▶ _TASK_:
Below is some data. Retype exactly the lines starting at the one with "or protocol failure." and ending at the one with "impl Display for".

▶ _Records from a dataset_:
━━━

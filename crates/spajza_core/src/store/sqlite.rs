//! SQLite-backed key-value store.
//!
//! # Invariants
//! - `put_many` and `remove_many` run inside one transaction.
//! - Construction fails when `kv_entries` is missing instead of failing later.

use crate::db::KV_TABLE;
use crate::store::kv::{KeyValueStore, StoreError, StoreResult};
use rusqlite::{params, Connection, OptionalExtension};

/// Key-value store over the migrated `kv_entries` table.
pub struct SqliteKeyValueStore<'conn> {
    conn: &'conn Connection,
}

impl<'conn> SqliteKeyValueStore<'conn> {
    /// Wraps a connection returned by `db::open_db*`.
    ///
    /// # Errors
    /// - `StoreError::MissingTable` when migrations were not applied.
    pub fn try_new(conn: &'conn Connection) -> StoreResult<Self> {
        let exists: i64 = conn.query_row(
            "SELECT EXISTS(
                SELECT 1 FROM sqlite_master WHERE type = 'table' AND name = ?1
            );",
            [KV_TABLE],
            |row| row.get(0),
        )?;
        if exists == 0 {
            return Err(StoreError::MissingTable(KV_TABLE));
        }
        Ok(Self { conn })
    }
}

impl KeyValueStore for SqliteKeyValueStore<'_> {
    fn get(&self, key: &str) -> StoreResult<Option<String>> {
        let value = self
            .conn
            .query_row(
                "SELECT value FROM kv_entries WHERE key = ?1;",
                [key],
                |row| row.get::<_, String>(0),
            )
            .optional()?;
        Ok(value)
    }

    fn put_many(&self, entries: &[(&str, String)]) -> StoreResult<()> {
        let tx = self.conn.unchecked_transaction()?;
        {
            let mut stmt = tx.prepare(
                "INSERT INTO kv_entries (key, value) VALUES (?1, ?2)
                 ON CONFLICT(key) DO UPDATE SET
                    value = excluded.value,
                    updated_at = (strftime('%s', 'now') * 1000);",
            )?;
            for (key, value) in entries {
                stmt.execute(params![key, value])?;
            }
        }
        tx.commit()?;
        Ok(())
    }

    fn remove_many(&self, keys: &[&str]) -> StoreResult<()> {
        let tx = self.conn.unchecked_transaction()?;
        for key in keys {
            tx.execute("DELETE FROM kv_entries WHERE key = ?1;", [key])?;
        }
        tx.commit()?;
        Ok(())
    }
}

#[cfg(test)]
mod tests {
    use super::SqliteKeyValueStore;
    use crate::db::open_db_in_memory;
    use crate::store::kv::{KeyValueStore, StoreError};
    use rusqlite::Connection;

    #[test]
    fn put_get_and_overwrite() {
        let conn = open_db_in_memory().unwrap();
        let store = SqliteKeyValueStore::try_new(&conn).unwrap();

        assert_eq!(store.get("k").unwrap(), None);
        store.put("k", "one".to_string()).unwrap();
        store.put("k", "two".to_string()).unwrap();
        assert_eq!(store.get("k").unwrap().as_deref(), Some("two"));
    }

    #[test]
    fn remove_ignores_missing_keys() {
        let conn = open_db_in_memory().unwrap();
        let store = SqliteKeyValueStore::try_new(&conn).unwrap();

        store.put("a", "1".to_string()).unwrap();
        store.remove_many(&["a", "never-written"]).unwrap();
        assert_eq!(store.get("a").unwrap(), None);
    }

    #[test]
    fn rejects_unmigrated_connection() {
        let conn = Connection::open_in_memory().unwrap();
        let err = SqliteKeyValueStore::try_new(&conn)
            .err()
            .expect("store over raw connection should fail");
        assert!(matches!(err, StoreError::MissingTable("kv_entries")));
    }
}
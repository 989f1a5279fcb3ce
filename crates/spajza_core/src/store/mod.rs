//! Persistent store adapter.
//!
//! # Responsibility
//! - Define the string-keyed key-value contract the app persists through.
//! - Map collection snapshots and settings onto well-known keys.
//!
//! # Invariants
//! - Loading never fails: absent or corrupt data falls back to seed values.
//! - Multi-key writes are atomic, so products and categories never diverge.

pub mod collection_store;
pub mod kv;
pub mod memory;
pub mod settings;
pub mod sqlite;
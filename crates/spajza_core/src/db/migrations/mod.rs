//! Migration registry and executor for the store container.
//!
//! # Invariants
//! - `version` values must remain monotonic.
//! - Applied migration version is mirrored to `PRAGMA user_version`.
//! - All pending migrations apply inside one transaction.

use crate::db::{DbError, DbResult};
use log::info;
use rusqlite::Connection;

#[derive(Debug, Clone, Copy)]
struct Migration {
    version: u32,
    sql: &'static str,
}

const MIGRATIONS: &[Migration] = &[Migration {
    version: 1,
    sql: include_str!("0001_kv_entries.sql"),
}];

/// Returns the latest migration version known by this binary.
pub fn latest_version() -> u32 {
    MIGRATIONS.last().map_or(0, |migration| migration.version)
}

/// Applies all pending migrations on the provided connection.
pub fn apply_migrations(conn: &mut Connection) -> DbResult<()> {
    let current_version = current_user_version(conn)?;
    let latest = latest_version();

    if current_version > latest {
        return Err(DbError::UnsupportedSchemaVersion {
            db_version: current_version,
            latest_supported: latest,
        });
    }
    if current_version == latest {
        return Ok(());
    }

    let tx = conn.transaction()?;
    for migration in MIGRATIONS
        .iter()
        .filter(|migration| migration.version > current_version)
    {
        tx.execute_batch(migration.sql)?;
        tx.execute_batch(&format!("PRAGMA user_version = {};", migration.version))?;
    }
    tx.commit()?;

    info!(
        "event=db_migrate module=db status=ok from_version={current_version} to_version={latest}"
    );
    Ok(())
}

fn current_user_version(conn: &Connection) -> DbResult<u32> {
    let version = conn.query_row("PRAGMA user_version;", [], |row| row.get::<_, u32>(0))?;
    Ok(version)
}
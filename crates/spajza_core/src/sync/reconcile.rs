//! Reconciliation of a pulled mirror payload with local state.
//!
//! The policy is whole-collection replace: remote products supersede local
//! ones, remote categories supersede local ones when present.

use crate::model::collection::Collection;
use crate::sync::mirror::MirrorPayload;
use log::info;

/// Builds the collection that should become local state after a pull.
pub fn reconcile(local: &Collection, remote: MirrorPayload) -> Collection {
    let categories = remote
        .categories
        .unwrap_or_else(|| local.categories.clone());
    let (collection, report) = Collection::new(remote.products, categories).normalized();

    info!(
        "event=reconcile module=sync status=ok policy=replace products={} categories={} reassigned={} duplicate_categories={}",
        collection.products.len(),
        collection.categories.len(),
        report.reassigned_products,
        report.duplicate_categories
    );
    collection
}

#[cfg(test)]
mod tests {
    use super::reconcile;
    use crate::model::collection::{Collection, FALLBACK_CATEGORY};
    use crate::model::product::{Product, ProductId, ProductStatus};
    use crate::sync::mirror::MirrorPayload;

    fn product(id: &str, category: &str) -> Product {
        Product::with_id(ProductId::new(id), "remote", category, ProductStatus::Stocked)
    }

    #[test]
    fn remote_replaces_local_entirely() {
        let local = Collection::seed();
        let remote = MirrorPayload {
            products: vec![product("r1", "Nápoje")],
            categories: Some(vec!["Nápoje".to_string()]),
        };

        let merged = reconcile(&local, remote);
        assert_eq!(merged.products.len(), 1);
        assert_eq!(merged.products[0].id.as_str(), "r1");
        assert_eq!(merged.categories, vec!["Nápoje"]);
    }

    #[test]
    fn missing_remote_categories_keep_local_ones() {
        let local = Collection::seed();
        let remote = MirrorPayload {
            products: vec![product("r1", "Pečivo")],
            categories: None,
        };

        let merged = reconcile(&local, remote);
        assert_eq!(merged.categories, local.categories);
        assert_eq!(merged.products[0].category, "Pečivo");
    }

    #[test]
    fn undeclared_remote_category_moves_to_fallback() {
        let local = Collection::seed();
        let remote = MirrorPayload {
            products: vec![product("r1", "Neznáme")],
            categories: Some(vec!["Pečivo".to_string()]),
        };

        let merged = reconcile(&local, remote);
        assert_eq!(merged.products[0].category, FALLBACK_CATEGORY);
        assert_eq!(merged.categories, vec!["Pečivo", FALLBACK_CATEGORY]);
    }
}
//! Mirror wire format and HTTP client.

use crate::model::collection::Collection;
use crate::model::product::Product;
use async_trait::async_trait;
use log::{debug, info, warn};
use reqwest::{Client, Url};
use serde::{Deserialize, Serialize};
use std::error::Error;
use std::fmt::{Display, Formatter};
use std::time::{Duration, Instant};

/// Default bound for one mirror request.
pub const DEFAULT_MIRROR_TIMEOUT: Duration = Duration::from_secs(15);

/// Body of mirror `GET` responses and `POST` requests.
///
/// `categories` is optional on the wire; pushes always send it.
#[derive(Debug, Clone, PartialEq, Eq, Serialize, Deserialize)]
pub struct MirrorPayload {
    pub products: Vec<Product>,
    #[serde(default, skip_serializing_if = "Option::is_none")]
    pub categories: Option<Vec<String>>,
}

impl From<&Collection> for MirrorPayload {
    fn from(value: &Collection) -> Self {
        Self {
            products: value.products.clone(),
            categories: Some(value.categories.clone()),
        }
    }
}

#[derive(Debug)]
pub enum MirrorError {
    /// Configured endpoint is not a usable URL.
    InvalidEndpoint(String),
    /// Request did not finish within the configured bound.
    Timeout(Duration),
    /// Connection, TLS or protocol failure.
    Transport(reqwest::Error),
    /// Pull answered with a non-success status.
    Status(u16),
    /// Pull body is not `{ products: [...], categories?: [...] }`.
    InvalidPayload(String),
}

impl Display for MirrorError {
    fn fmt(&self, f: &mut Formatter<'_>) -> std::fmt::Result {
        match self {
            Self::InvalidEndpoint(value) => write!(f, "invalid mirror endpoint: `{value}`"),
            Self::Timeout(after) => write!(f, "mirror request timed out after {}s", after.as_secs()),
            Self::Transport(err) => write!(f, "mirror request failed: {err}"),
            Self::Status(code) => write!(f, "mirror answered with HTTP {code}"),
            Self::InvalidPayload(message) => write!(f, "mirror payload is invalid: {message}"),
        }
    }
}

impl Error for MirrorError {
    fn source(&self) -> Option<&(dyn Error + 'static)> {
        match self {
            Self::Transport(err) => Some(err),
            _ => None,
        }
    }
}

/// Whole-collection pull/push against a remote copy.
#[async_trait]
pub trait MirrorClient: Send + Sync {
    /// Fetches the full remote collection.
    async fn pull(&self) -> Result<MirrorPayload, MirrorError>;

    /// Replaces the full remote collection. The remote answer is not read.
    async fn push(&self, snapshot: &Collection) -> Result<(), MirrorError>;
}

#[derive(Debug, Clone)]
pub struct HttpMirrorConfig {
    pub url: String,
    pub timeout: Duration,
}

impl HttpMirrorConfig {
    pub fn new(url: impl Into<String>) -> Self {
        Self {
            url: url.into(),
            timeout: DEFAULT_MIRROR_TIMEOUT,
        }
    }

    pub fn with_timeout(mut self, timeout: Duration) -> Self {
        self.timeout = timeout;
        self
    }
}

/// Mirror client for a plain JSON webhook (`GET` reads, `POST` replaces).
pub struct HttpMirrorClient {
    client: Client,
    url: Url,
    timeout: Duration,
}

impl HttpMirrorClient {
    pub fn new(config: HttpMirrorConfig) -> Result<Self, MirrorError> {
        let url = Url::parse(config.url.trim())
            .map_err(|_| MirrorError::InvalidEndpoint(config.url.clone()))?;
        if !matches!(url.scheme(), "http" | "https") {
            return Err(MirrorError::InvalidEndpoint(config.url));
        }
        let client = Client::builder()
            .timeout(config.timeout)
            .build()
            .map_err(MirrorError::Transport)?;
        Ok(Self {
            client,
            url,
            timeout: config.timeout,
        })
    }

    fn map_transport(&self, err: reqwest::Error) -> MirrorError {
        if err.is_timeout() {
            MirrorError::Timeout(self.timeout)
        } else {
            MirrorError::Transport(err)
        }
    }
}

#[async_trait]
impl MirrorClient for HttpMirrorClient {
    async fn pull(&self) -> Result<MirrorPayload, MirrorError> {
        let started_at = Instant::now();
        let response = self
            .client
            .get(self.url.clone())
            .send()
            .await
            .map_err(|err| self.map_transport(err))?;

        let status = response.status();
        if !status.is_success() {
            warn!(
                "event=mirror_pull module=sync status=error error_code=http_status http_status={} duration_ms={}",
                status.as_u16(),
                started_at.elapsed().as_millis()
            );
            return Err(MirrorError::Status(status.as_u16()));
        }

        let body = response
            .text()
            .await
            .map_err(|err| self.map_transport(err))?;
        let payload: MirrorPayload = serde_json::from_str(&body)
            .map_err(|err| MirrorError::InvalidPayload(err.to_string()))?;

        info!(
            "event=mirror_pull module=sync status=ok products={} has_categories={} duration_ms={}",
            payload.products.len(),
            payload.categories.is_some(),
            started_at.elapsed().as_millis()
        );
        Ok(payload)
    }

    async fn push(&self, snapshot: &Collection) -> Result<(), MirrorError> {
        let started_at = Instant::now();
        let response = self
            .client
            .post(self.url.clone())
            .json(&MirrorPayload::from(snapshot))
            .send()
            .await
            .map_err(|err| self.map_transport(err))?;

        // Delivery is the success signal; the status is informational only.
        debug!(
            "event=mirror_push module=sync status=ok http_status={} products={} duration_ms={}",
            response.status().as_u16(),
            snapshot.products.len(),
            started_at.elapsed().as_millis()
        );
        Ok(())
    }
}
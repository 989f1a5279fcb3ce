//! In-memory key-value store for tests and ephemeral sessions.

use crate::store::kv::{KeyValueStore, StoreError, StoreResult};
use std::cell::{Cell, RefCell};
use std::collections::BTreeMap;

/// `BTreeMap`-backed store with switchable write failures.
#[derive(Debug, Default)]
pub struct MemoryKeyValueStore {
    entries: RefCell<BTreeMap<String, String>>,
    reject_writes: Cell<bool>,
}

impl MemoryKeyValueStore {
    pub fn new() -> Self {
        Self::default()
    }

    /// Makes every following write fail until switched back.
    pub fn set_reject_writes(&self, reject: bool) {
        self.reject_writes.set(reject);
    }

    pub fn is_empty(&self) -> bool {
        self.entries.borrow().is_empty()
    }

    fn ensure_writable(&self) -> StoreResult<()> {
        if self.reject_writes.get() {
            return Err(StoreError::WriteRejected("memory store is read-only".to_string()));
        }
        Ok(())
    }
}

impl KeyValueStore for MemoryKeyValueStore {
    fn get(&self, key: &str) -> StoreResult<Option<String>> {
        Ok(self.entries.borrow().get(key).cloned())
    }

    fn put_many(&self, entries: &[(&str, String)]) -> StoreResult<()> {
        self.ensure_writable()?;
        let mut map = self.entries.borrow_mut();
        for (key, value) in entries {
            map.insert((*key).to_string(), value.clone());
        }
        Ok(())
    }

    fn remove_many(&self, keys: &[&str]) -> StoreResult<()> {
        self.ensure_writable()?;
        let mut map = self.entries.borrow_mut();
        for key in keys {
            map.remove(*key);
        }
        Ok(())
    }
}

━━━

▶ _OUTPUT OF THE TASK_:
    /// Connection, TLS or protocol failure.
    Transport(reqwest::Error),
    /// Pull answered with a non-success status.
    Status(u16),
    /// Pull body is not `{ products: [...], categories?: [...] }`.
    InvalidPayload(String),
}

impl Display for MirrorError {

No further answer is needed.